**Instructions to follow**:
What lines in the data hold the string "return"? Show them.

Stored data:
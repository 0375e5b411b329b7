//! # Script 模块
//!
//! 导航脚本：命令行上的一串步骤，按顺序模拟用户操作。
//!
//! ## 步骤语法
//!
//! | 写法 | 含义 |
//! |------|------|
//! | `/about` | 点击过渡链接，使用默认效果 |
//! | `/about@door-swing` | 点击过渡链接，指定效果 |
//! | `plain:/contact` | 普通导航，不播放过渡 |
//! | `locale:ar` | 切换语言 |

use std::fmt;
use std::str::FromStr;

use page_transition::{Locale, TransitionKind, TransitionLink};

use crate::error::SiteError;

/// 一个导航步骤
#[derive(Debug, Clone, PartialEq, Eq)]
pub enum Step {
    /// 点击过渡链接
    Link(TransitionLink),
    /// 普通导航
    Plain(String),
    /// 切换语言
    Locale(Locale),
}

impl FromStr for Step {
    type Err = SiteError;

    fn from_str(s: &str) -> Result<Self, Self::Err> {
        let s = s.trim();
        if let Some(code) = s.strip_prefix("locale:") {
            return Ok(Self::Locale(code.parse()?));
        }
        if let Some(path) = s.strip_prefix("plain:") {
            if !path.starts_with('/') {
                return Err(SiteError::InvalidStep(s.to_string()));
            }
            return Ok(Self::Plain(path.to_string()));
        }
        if !s.starts_with('/') {
            return Err(SiteError::InvalidStep(s.to_string()));
        }
        match s.split_once('@') {
            Some((path, kind)) => Ok(Self::Link(
                TransitionLink::new(path).with_transition(kind.parse()?),
            )),
            None => Ok(Self::Link(TransitionLink::new(s))),
        }
    }
}

impl fmt::Display for Step {
    fn fmt(&self, f: &mut fmt::Formatter<'_>) -> fmt::Result {
        match self {
            Self::Link(link) => match link.kind {
                Some(kind) => write!(f, "{}@{}", link.href, kind),
                None => f.write_str(&link.href),
            },
            Self::Plain(path) => write!(f, "plain:{path}"),
            Self::Locale(locale) => write!(f, "locale:{locale}"),
        }
    }
}

/// 解析一串步骤，遇到第一个错误即返回
pub fn parse_steps<S: AsRef<str>>(steps: &[S]) -> Result<Vec<Step>, SiteError> {
    steps.iter().map(|s| s.as_ref().parse()).collect()
}

/// 未指定步骤时的演示脚本
pub fn demo_steps() -> Vec<Step> {
    vec![
        Step::Link(TransitionLink::new("/about")),
        Step::Link(TransitionLink::new("/").with_transition(TransitionKind::DoorSwing)),
        Step::Link(TransitionLink::new("/projects").with_transition(TransitionKind::Overlay)),
        Step::Locale(Locale::Ar),
        Step::Plain("/contact".to_string()),
    ]
}

#[cfg(test)]
mod tests {
    use super::*;
    use page_transition::TransitionError;

    #[test]
    fn test_parse_link_steps() {
        assert_eq!(
            "/about".parse::<Step>().unwrap(),
            Step::Link(TransitionLink::new("/about"))
        );
        assert_eq!(
            "/@door-swing".parse::<Step>().unwrap(),
            Step::Link(TransitionLink::new("/").with_transition(TransitionKind::DoorSwing))
        );
    }

    #[test]
    fn test_parse_plain_and_locale() {
        assert_eq!(
            "plain:/contact".parse::<Step>().unwrap(),
            Step::Plain("/contact".to_string())
        );
        assert_eq!(
            "locale:ar".parse::<Step>().unwrap(),
            Step::Locale(Locale::Ar)
        );
    }

    #[test]
    fn test_parse_errors() {
        assert_eq!(
            "about".parse::<Step>().unwrap_err(),
            SiteError::InvalidStep("about".to_string())
        );
        assert_eq!(
            "/about@warp".parse::<Step>().unwrap_err(),
            SiteError::Transition(TransitionError::UnknownTransition("warp".to_string()))
        );
        assert!(matches!(
            "locale:fr".parse::<Step>(),
            Err(SiteError::Transition(TransitionError::UnknownLocale(_)))
        ));
    }

    #[test]
    fn test_display_parses_back() {
        for step in demo_steps() {
            assert_eq!(step.to_string().parse::<Step>().unwrap(), step);
        }
    }
}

**Answer for this exercise**:
            return Ok(Self::Locale(code.parse()?));
                return Err(SiteError::InvalidStep(s.to_string()));
            return Ok(Self::Plain(path.to_string()));
            return Err(SiteError::InvalidStep(s.to_string()));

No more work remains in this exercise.